> Task prompt:
Lines that include the word "executed" should be copied from the listing that follows.

++++ Data for this exercise ++++

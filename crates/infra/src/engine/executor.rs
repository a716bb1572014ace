//! Batch executor: runs one batch unit against the job record.

use std::sync::Arc;

use chrono::Utc;
use thiserror::Error;
use tracing::{debug, instrument, warn};

use bulkmsg_messaging::{BatchUnit, JobCommand, JobStatus};

use crate::job_store::{JobRepository, JobStoreError};

use super::ports::{MessageTransport, OutboundMessage, TransportError};

/// What a unit invocation did.
#[derive(Debug, Clone, PartialEq, Eq)]
pub enum BatchOutcome {
    /// Messages were sent and the tallies accounted.
    Delivered {
        sent: u64,
        failed: u64,
        /// This invocation moved the job to Completed.
        completed_job: bool,
    },
    /// The job was already terminal; nothing was sent but the unit was still counted down.
    Discarded { status: JobStatus },
    /// The job record no longer exists.
    JobMissing,
    /// The unit belongs to an earlier run of the job and was ignored.
    StaleRun { unit_run: u32, current_run: u32 },
}

/// Infrastructure failure: the unit should go back to the queue.
#[derive(Debug, Error, Clone, PartialEq, Eq)]
pub enum ExecuteError {
    #[error("job store error: {0}")]
    Store(#[from] JobStoreError),
    #[error(transparent)]
    TransportUnavailable(TransportError),
}

pub struct BatchExecutor {
    jobs: Arc<dyn JobRepository>,
    transport: Arc<dyn MessageTransport>,
}

impl BatchExecutor {
    pub fn new(jobs: Arc<dyn JobRepository>, transport: Arc<dyn MessageTransport>) -> Self {
        Self { jobs, transport }
    }

    /// Execute one batch unit.
    ///
    /// 1. Guard: a missing record is a no-op success; a terminal record means
    ///    send nothing but still account the unit with zero tallies.
    /// 2. Queued moves to Processing (a concurrent duplicate is a no-op).
    /// 3. Send to every recipient, counting per-recipient failures locally.
    /// 4. Add the tallies and count the unit down in one atomic step.
    #[instrument(
        skip(self, unit),
        fields(job_id = %unit.job_id, run = unit.run, batch = unit.index, recipients = unit.recipient_ids.len()),
        err
    )]
    pub async fn execute(&self, unit: &BatchUnit) -> Result<BatchOutcome, ExecuteError> {
        let Some(job) = self.jobs.load(unit.job_id).await? else {
            debug!(job_id = %unit.job_id, "job record gone, dropping batch");
            return Ok(BatchOutcome::JobMissing);
        };

        if job.run != unit.run {
            debug!(job_id = %unit.job_id, unit_run = unit.run, current_run = job.run, "stale batch ignored");
            return Ok(BatchOutcome::StaleRun {
                unit_run: unit.run,
                current_run: job.run,
            });
        }

        if job.status.is_terminal() {
            return self.account_discarded(unit, job.status).await;
        }

        if job.status == JobStatus::Queued {
            self.jobs
                .execute(unit.job_id, JobCommand::MarkProcessing { run: unit.run })
                .await?;
        }

        let (sent, failed) = self.send_all(unit).await?;

        let at = Utc::now();
        let executed = self
            .jobs
            .execute(
                unit.job_id,
                JobCommand::RecordBatch {
                    run: unit.run,
                    sent,
                    failed,
                    at,
                },
            )
            .await?;

        let Some(executed) = executed else {
            return Ok(BatchOutcome::JobMissing);
        };

        let completed_job = executed.completed();
        if completed_job {
            tracing::info!(
                job_id = %unit.job_id,
                sent = executed.job.sent_count,
                failed = executed.job.failed_count,
                "bulk message completed"
            );
        }

        Ok(BatchOutcome::Delivered {
            sent,
            failed,
            completed_job,
        })
    }

    async fn send_all(&self, unit: &BatchUnit) -> Result<(u64, u64), ExecuteError> {
        let mut sent = 0u64;
        let mut failed = 0u64;

        for &recipient in &unit.recipient_ids {
            let message = OutboundMessage {
                recipient,
                subject: &unit.payload.subject,
                body: &unit.payload.body,
                format: unit.payload.format,
                sender: unit.sender_id,
            };

            match self.transport.send(message).await {
                Ok(()) => sent += 1,
                Err(e) if e.is_retryable() => {
                    return Err(ExecuteError::TransportUnavailable(e));
                }
                Err(e) => {
                    warn!(job_id = %unit.job_id, recipient = %recipient, error = %e, "delivery failed");
                    failed += 1;
                }
            }
        }

        Ok((sent, failed))
    }

    async fn account_discarded(&self, unit: &BatchUnit, status: JobStatus) -> Result<BatchOutcome, ExecuteError> {
        debug!(job_id = %unit.job_id, %status, "job finished, discarding batch");
        let executed = self
            .jobs
            .execute(
                unit.job_id,
                JobCommand::RecordBatch {
                    run: unit.run,
                    sent: 0,
                    failed: 0,
                    at: Utc::now(),
                },
            )
            .await?;

        Ok(match executed {
            Some(executed) => BatchOutcome::Discarded {
                status: executed.job.status,
            },
            None => BatchOutcome::JobMissing,
        })
    }
}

++++

> Solution for this task:
        let executed = self
        let Some(executed) = executed else {
        let completed_job = executed.completed();
                sent = executed.job.sent_count,
                failed = executed.job.failed_count,
        let executed = self
        Ok(match executed {
            Some(executed) => BatchOutcome::Discarded {
                status: executed.job.status,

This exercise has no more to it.